With her parents returned to Marea a mere hour ago, Armida's thoughts wandered. Weary from the pre-dawn start to her day and the horrible news her parents brought, her emotions ran wild. For all her distress, she hadn't wanted to be right about the magnitude of what Marea faced. An overwhelming sadness burrowed a pit into her stomach. Was it too late? She might never know the life in the sea she had imagined. What would it matter if Rinaldo chose land and she did not?

The book Torquato read wasn't from a Venetian printer, as most of his books were. It was handwritten text in a decorative script and embellished with bright colors and gold leaf. Ink on paper was strange and fragile. As Torquato turned the pages, they rustled as if the brittle edges would crumble in his hands.

Armida was perplexed that anything concerning Marea was found in books, having heard only the adults' old tales and Laurenza's recitations. Who had written these manuscripts?

Torquato read, "From the Sea, comes Life. The Plumes of Origin grew hot and vaporous. Ancient forms floated, collided, collapsed. An Eye. A Heart. A Brain. These things First Life became."

Torquato looked up at the darkening sky as rain droplets began to hit the ground. "Let us move inside for today's lesson."

Over time, Armida had learned the subtle odor in Torquato's hut was from the books—as if the ink, the paper, and the leather bindings combined in a magical alchemy of sweetness, grasses, almonds, and vanilla. Many days she created excuses to visit so she could draw in the air carrying these aromatic notes of knowledge.

Besides the physical training, the Initiates had to learn to read. Sitting at the table in his hut, they'd spent hours matching the markings on the page to the words Torquato spoke aloud.

"Magister, can Terrans read?" Delfina asked.

Torquato tapped the spine of the book he held and said, "Some can; many can't. But the number will grow. The Terrans in Venice have established themselves as some of the finest bookmakers in the world."

Torquato placed a book in front of Armida. "This is by Ovid." As she fingered the gold embossing, the curve of the circle moved as if alive. The circle became an O, and in seconds the remaining three undulating letters took fixed form, and she read, with crisp clarity, a word for the first time. Ovid. The poet who wrote of the ancient Terran gods. She opened the book. The shifting squiggles recast themselves from indecipherable, meaningless shapes into a word. She gasped with the awareness she could read the title: Metamorphoses.
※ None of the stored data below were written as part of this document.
use crate::core::test_support::TestTransport;
use crate::core::{ChatClientConfig, ChatError};
use crate::transcript::history::{load_history, reconcile_history};
use crate::transcript::normalize::normalize;
use crate::types::{HistoryRecord, NormalizedItem, ProductCard, Role};
use serde_json::json;

const PLACEHOLDER: &str = "[streaming…]";

fn record(role: Role, content: &str) -> HistoryRecord {
    HistoryRecord {
        role,
        content: content.to_string(),
    }
}

fn config() -> ChatClientConfig {
    ChatClientConfig::new("https://chat.example.com/", "acme")
}

#[test]
fn user_records_are_plain_text_even_when_json_like() {
    let out = reconcile_history(
        &[record(Role::User, r#"{"type":"button","label":"x"}"#)],
        PLACEHOLDER,
    );
    assert_eq!(out.len(), 1);
    assert_eq!(out[0].role, Role::User);
    assert_eq!(out[0].text_content(), Some(r#"{"type":"button","label":"x"}"#));
}

#[test]
fn assistant_arrays_expand_to_one_message_per_item() {
    let out = reconcile_history(
        &[record(
            Role::Assistant,
            r#"[{"type":"text","content":"Ecco"},{"type":"button","label":"Vai","action":"/p"},{"type":"mystery"}]"#,
        )],
        PLACEHOLDER,
    );
    assert_eq!(out.len(), 2);
    assert_eq!(out[0].text_content(), Some("Ecco"));
    assert_eq!(out[1].kind.kind_name(), "button");
    assert!(out.iter().all(|m| m.role == Role::Assistant));
}

#[test]
fn product_card_matches_live_normalizer() {
    let content = r#"{"type":"product_card","data":{"title":"X","price":"€10","imageUrl":"i","linkUrl":"l"}}"#;
    let stored = reconcile_history(&[record(Role::Assistant, content)], PLACEHOLDER);
    let live = normalize(content);

    assert_eq!(stored.len(), 1);
    assert_eq!(live.len(), 1);
    assert_eq!(stored[0].kind, live[0]);
    assert_eq!(
        stored[0].kind,
        NormalizedItem::ProductCard {
            data: ProductCard {
                title: "X".into(),
                price: "€10".into(),
                image_url: "i".into(),
                link_url: "l".into(),
                ..ProductCard::default()
            },
        }
    );
}

#[test]
fn stored_card_with_numeric_price_is_kept() {
    let content = r#"{"type":"product_card","data":{"title":"X","price":10,"badge":"new"}}"#;
    let out = reconcile_history(&[record(Role::Assistant, content)], PLACEHOLDER);

    assert_eq!(out.len(), 1);
    match &out[0].kind {
        NormalizedItem::ProductCard { data } => {
            assert_eq!(data.title, "X");
            assert_eq!(data.price, "10");
            assert_eq!(data.extra.get("badge"), Some(&json!("new")));
        }
        other => panic!("unexpected item: {other:?}"),
    }
}

#[test]
fn non_json_assistant_content_is_kept_verbatim() {
    let out = reconcile_history(&[record(Role::Assistant, "riga 1\n\nriga 2")], PLACEHOLDER);
    assert_eq!(out.len(), 1);
    assert_eq!(out[0].text_content(), Some("riga 1\n\nriga 2"));
}

#[test]
fn placeholder_records_are_filtered() {
    let out = reconcile_history(
        &[
            record(Role::User, "ciao"),
            record(Role::Assistant, PLACEHOLDER),
            record(Role::Assistant, "salve"),
        ],
        PLACEHOLDER,
    );
    let texts: Vec<_> = out.iter().filter_map(|m| m.text_content()).collect();
    assert_eq!(texts, vec!["ciao", "salve"]);
}

#[test]
fn stored_consecutive_texts_are_not_merged() {
    let out = reconcile_history(
        &[record(Role::Assistant, "a"), record(Role::Assistant, "b")],
        PLACEHOLDER,
    );
    assert_eq!(out.len(), 2);
}

#[tokio::test]
async fn load_history_fetches_and_maps() {
    let transport = TestTransport::default().with_history(json!({
        "chatLogs": [
            {"role": "user", "content": "ciao"},
            {"role": "assistant", "content": "{\"type\":\"text\",\"content\":\"Ciao!\"}"}
        ]
    }));
    let out = load_history(&transport, &config(), "sess 1").await.expect("history");
    assert_eq!(out.len(), 2);
    assert_eq!(out[1].text_content(), Some("Ciao!"));
    assert_eq!(
        transport.last_url().as_deref(),
        Some("https://chat.example.com/chat/sess%201")
    );
}

#[tokio::test]
async fn missing_history_is_empty_not_an_error() {
    let transport = TestTransport::default().with_history_status(404);
    let out = load_history(&transport, &config(), "s").await.expect("history");
    assert!(out.is_empty());
}

#[tokio::test]
async fn other_statuses_are_errors() {
    let transport = TestTransport::default().with_history_status(500);
    match load_history(&transport, &config(), "s").await {
        Err(err @ ChatError::Transport(_)) => assert_eq!(err.status(), Some(500)),
        other => panic!("unexpected result: {other:?}"),
    }
}

#[tokio::test]
async fn malformed_history_body_is_a_serde_error() {
    let transport = TestTransport::default().with_history(json!({"chatLogs": "nope"}));
    assert!(matches!(
        load_history(&transport, &config(), "s").await,
        Err(ChatError::Serde(_))
    ));
}
//! In-memory transport shared by the crate's tests.

use crate::core::error::{build_http_status_transport_error, TransportError};
use crate::core::transport::{ByteStream, HttpTransport, TransportConfig};
use async_trait::async_trait;
use bytes::Bytes;
use futures_util::stream;
use std::sync::{Arc, Mutex};

#[derive(Clone, Default)]
pub(crate) struct TestTransport {
    chunks: Arc<Mutex<Vec<Result<Bytes, TransportError>>>>,
    stream_error: Arc<Mutex<Option<TransportError>>>,
    history: Arc<Mutex<Option<Result<serde_json::Value, TransportError>>>>,
    last_body: Arc<Mutex<Option<serde_json::Value>>>,
    last_url: Arc<Mutex<Option<String>>>,
    last_headers: Arc<Mutex<Option<Vec<(String, String)>>>>,
    stream_calls: Arc<Mutex<usize>>,
    history_calls: Arc<Mutex<usize>>,
}

impl TestTransport {
    pub(crate) fn new(chunks: Vec<&str>) -> Self {
        let transport = Self::default();
        *transport.chunks.lock().unwrap() = chunks
            .into_iter()
            .map(|c| Ok(Bytes::from(c.to_string())))
            .collect();
        transport
    }

    /// Replace the body served by the next stream request.
    pub(crate) fn queue_chunks(&self, chunks: Vec<&str>) {
        *self.chunks.lock().unwrap() = chunks
            .into_iter()
            .map(|c| Ok(Bytes::from(c.to_string())))
            .collect();
    }

    /// Append a mid-stream failure after the configured chunks.
    pub(crate) fn with_body_error(self, error: TransportError) -> Self {
        self.chunks.lock().unwrap().push(Err(error));
        self
    }

    /// Fail the request itself before any body is produced.
    pub(crate) fn with_stream_error(self, error: TransportError) -> Self {
        *self.stream_error.lock().unwrap() = Some(error);
        self
    }

    pub(crate) fn with_history(self, body: serde_json::Value) -> Self {
        *self.history.lock().unwrap() = Some(Ok(body));
        self
    }

    pub(crate) fn with_history_status(self, status: u16) -> Self {
        *self.history.lock().unwrap() = Some(Err(build_http_status_transport_error(
            status,
            String::new(),
            Vec::new(),
        )));
        self
    }

    pub(crate) fn last_body(&self) -> Option<serde_json::Value> {
        self.last_body.lock().unwrap().clone()
    }

    pub(crate) fn last_url(&self) -> Option<String> {
        self.last_url.lock().unwrap().clone()
    }

    pub(crate) fn last_headers(&self) -> Option<Vec<(String, String)>> {
        self.last_headers.lock().unwrap().clone()
    }

    pub(crate) fn stream_calls(&self) -> usize {
        *self.stream_calls.lock().unwrap()
    }

    pub(crate) fn history_calls(&self) -> usize {
        *self.history_calls.lock().unwrap()
    }
}

pub(crate) struct TestStreamResponse {
    chunks: Vec<Result<Bytes, TransportError>>,
}

#[async_trait]
impl HttpTransport for TestTransport {
    type StreamResponse = TestStreamResponse;

    fn into_stream(resp: Self::StreamResponse) -> (ByteStream, Vec<(String, String)>) {
        (Box::pin(stream::iter(resp.chunks)), Vec::new())
    }

    async fn post_json_stream(
        &self,
        url: &str,
        headers: &[(String, String)],
        body: &serde_json::Value,
        _cfg: &TransportConfig,
    ) -> Result<Self::StreamResponse, TransportError> {
        *self.stream_calls.lock().unwrap() += 1;
        *self.last_url.lock().unwrap() = Some(url.to_string());
        *self.last_headers.lock().unwrap() = Some(headers.to_vec());
        *self.last_body.lock().unwrap() = Some(body.clone());
        if let Some(err) = self.stream_error.lock().unwrap().take() {
            return Err(err);
        }
        let chunks = std::mem::take(&mut *self.chunks.lock().unwrap());
        Ok(TestStreamResponse { chunks })
    }

    async fn get_json(
        &self,
        url: &str,
        _headers: &[(String, String)],
        _cfg: &TransportConfig,
    ) -> Result<(serde_json::Value, Vec<(String, String)>), TransportError> {
        *self.history_calls.lock().unwrap() += 1;
        *self.last_url.lock().unwrap() = Some(url.to_string());
        match self.history.lock().unwrap().take() {
            Some(Ok(body)) => Ok((body, Vec::new())),
            Some(Err(err)) => Err(err),
            None => Ok((serde_json::json!({ "chatLogs": [] }), Vec::new())),
        }
    }
}
use chat_stream::streaming_sse::EventDecoder;
use chat_stream::transcript::{normalize_payload, reduce, Payload};
use chat_stream::types::DisplayMessage;
use criterion::{black_box, criterion_group, criterion_main, BatchSize, Criterion, Throughput};

fn reply_body(deltas: usize) -> Vec<u8> {
    let mut out = String::new();
    out.push_str("event: sid\ndata: bench-session\n\n");
    for i in 0..deltas {
        out.push_str(&format!(
            "data: {{\"type\":\"text\",\"content\":\"token {i} \"}}\n\n"
        ));
        if i % 64 == 63 {
            out.push_str(
                "data: [{\"type\":\"button\",\"label\":\"Vedi\",\"action\":\"/p\"},\n\
                 data: {\"type\":\"product_card\",\"data\":{\"title\":\"X\",\"price\":\"10\"}}]\n\n",
            );
        }
    }
    out.push_str("data: [END]\n\n");
    out.into_bytes()
}

fn bench_decode(c: &mut Criterion) {
    let body = reply_body(1024);
    let mut group = c.benchmark_group("decode");
    group.throughput(Throughput::Bytes(body.len() as u64));

    for chunk_size in [16usize, 512, 8192] {
        group.bench_function(format!("chunks_{chunk_size}"), |b| {
            b.iter(|| {
                let mut decoder = EventDecoder::new();
                let mut blocks = 0usize;
                for chunk in body.chunks(chunk_size) {
                    blocks += decoder.push(black_box(chunk)).len();
                }
                decoder.finish();
                blocks
            })
        });
    }
    group.finish();
}

fn bench_reduce(c: &mut Criterion) {
    let body = reply_body(1024);
    let mut decoder = EventDecoder::new();
    let payloads: Vec<String> = decoder.push(&body).into_iter().map(|b| b.data).collect();

    c.bench_function("normalize_and_reduce", |b| {
        b.iter_batched(
            || payloads.clone(),
            |payloads| {
                let mut transcript: Vec<DisplayMessage> = Vec::new();
                for payload in payloads {
                    if let Payload::Items(items) = normalize_payload(&payload) {
                        transcript = reduce(&transcript, items);
                    }
                }
                transcript
            },
            BatchSize::SmallInput,
        )
    });
}

criterion_group!(benches, bench_decode, bench_reduce);
criterion_main!(benches);
//! Conversation front: owns one transcript and sends messages against it.

use crate::core::transport::HttpTransport;
use crate::core::{normalize_page_content, CancelHandle, ChatClientConfig, ChatError};
use crate::session::controller::{SessionObserver, SessionState, StreamSession};
use crate::transcript::{history, push_notice, push_user};
use crate::types::{ChatRequest, DisplayMessage};
use tracing::debug;
use uuid::Uuid;

/// A chat conversation bound to one backend session.
///
/// `send` borrows the conversation mutably for the whole stream, so at most
/// one request can be in flight against a transcript.
pub struct Conversation<T: HttpTransport = crate::reqwest_transport::ReqwestTransport> {
    config: ChatClientConfig,
    http: T,
    session_id: String,
    transcript: Vec<DisplayMessage>,
    page_content: Option<String>,
    cancel: CancelHandle,
    mounted: bool,
}

impl Conversation<crate::reqwest_transport::ReqwestTransport> {
    /// Conversation over the default reqwest transport.
    pub fn with_reqwest(config: ChatClientConfig, session_id: impl Into<String>) -> Self {
        let http = crate::reqwest_transport::ReqwestTransport::new(&config.transport);
        Self::new(config, http, session_id)
    }
}

impl<T: HttpTransport> Conversation<T> {
    pub fn new(config: ChatClientConfig, http: T, session_id: impl Into<String>) -> Self {
        Self {
            config,
            http,
            session_id: session_id.into(),
            transcript: Vec::new(),
            page_content: None,
            cancel: CancelHandle::new(),
            mounted: false,
        }
    }

    /// Start a conversation under a freshly minted session id.
    pub fn with_new_session(config: ChatClientConfig, http: T) -> Self {
        Self::new(config, http, Uuid::new_v4().to_string())
    }

    pub fn session_id(&self) -> &str {
        &self.session_id
    }

    pub fn config(&self) -> &ChatClientConfig {
        &self.config
    }

    pub fn transcript(&self) -> &[DisplayMessage] {
        &self.transcript
    }

    /// Handle aborting the in-flight send, or the next one if none is running.
    ///
    /// Each send consumes its handle; a fresh one is minted afterwards.
    pub fn cancel_handle(&self) -> CancelHandle {
        self.cancel.clone()
    }

    /// Attach page context to the next send. The snippet is normalized and
    /// consumed by that send; `None` clears it.
    pub fn set_page_content(&mut self, raw: Option<&str>) {
        self.page_content = raw
            .map(|raw| normalize_page_content(raw, self.config.page_content_max_chars))
            .filter(|text| !text.is_empty());
    }

    /// Switch to another session, discarding the current transcript.
    pub fn open_session(&mut self, session_id: impl Into<String>) {
        self.session_id = session_id.into();
        self.transcript.clear();
        self.page_content = None;
        self.cancel = CancelHandle::new();
        self.mounted = false;
    }

    /// Populate the transcript from persisted history.
    ///
    /// Runs at most once per session, before any message is sent; later calls
    /// return the current transcript without fetching. On failure the
    /// transcript is left untouched and the call may be retried.
    pub async fn load_history(&mut self) -> Result<&[DisplayMessage], ChatError> {
        if self.mounted {
            debug!(target: "chat_stream::history", "history already mounted; skipping fetch");
            return Ok(&self.transcript);
        }
        let messages = history::load_history(&self.http, &self.config, &self.session_id).await?;
        self.transcript = messages;
        self.mounted = true;
        Ok(&self.transcript)
    }

    /// Send `text` and stream the reply into the transcript.
    ///
    /// The user message is echoed locally before the request opens. Transport
    /// failures are reported once through `observer.on_error`, leave the
    /// partial reply in place and append the configured network notice; they
    /// are not returned as `Err`. `Err` is reserved for input and
    /// configuration problems detected before anything is sent.
    ///
    /// Besides the streamed updates, `observer.on_data` also receives the
    /// transcript after the echo and after the notice, unless the send was
    /// cancelled.
    pub async fn send<O: SessionObserver>(
        &mut self,
        text: &str,
        mut observer: O,
    ) -> Result<SessionState, ChatError> {
        let text = text.trim();
        if text.is_empty() {
            return Err(ChatError::invalid_argument("message is empty"));
        }
        self.config.validate()?;

        self.mounted = true;
        self.transcript = push_user(&self.transcript, text);
        if !self.cancel.is_cancelled() {
            observer.on_data(&self.transcript);
        }

        let request = ChatRequest {
            client_slug: self.config.client_slug.clone(),
            message: text.to_string(),
            session_id: self.session_id.clone(),
            page_content: self.page_content.take(),
            stream: Some(self.config.stream),
        };

        let session = StreamSession::new(self.transcript.clone(), &mut observer)
            .with_cancel_handle(self.cancel.clone());
        let outcome = session.run(&self.http, &self.config, &request).await;
        let cancel = std::mem::replace(&mut self.cancel, CancelHandle::new());

        self.transcript = outcome.transcript;
        if let Some(sid) = outcome.session_id {
            debug!(target: "chat_stream::session", %sid, "session id reassigned");
            self.session_id = sid;
        }
        if outcome.state == SessionState::Errored {
            self.transcript = push_notice(&self.transcript, &self.config.network_error_message);
            if !cancel.is_cancelled() {
                observer.on_data(&self.transcript);
            }
        }
        Ok(outcome.state)
    }
}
"Why does anyone need to read?" Delfina frowned and stroked her hair.

Torquato said, "Because, with books, we no longer need to depend on oral history and memory."

Armida quickened at his comment. "Are you saying memory is imperfect?"

Delfina said, "Stop, Armida. You cannot continue day after day. If memory is imperfect, how can we rely on what the Revealer tells us?"

"Maybe we cannot." Torquato's words were leaden to Armida, weighted with too much truth.

Delfina leaped to her feet. "Magister! You spew poisonous talk. Who has infected whom? It is ugly how Armida has become embittered. It is not the Marean way."

Torquato walked to the door and closed it. "Sit down, Delfina. What do you know of the Marean way except the childish games you played as a merpup?" His tone chilled Armida, who had never heard him speak to anyone with such harshness.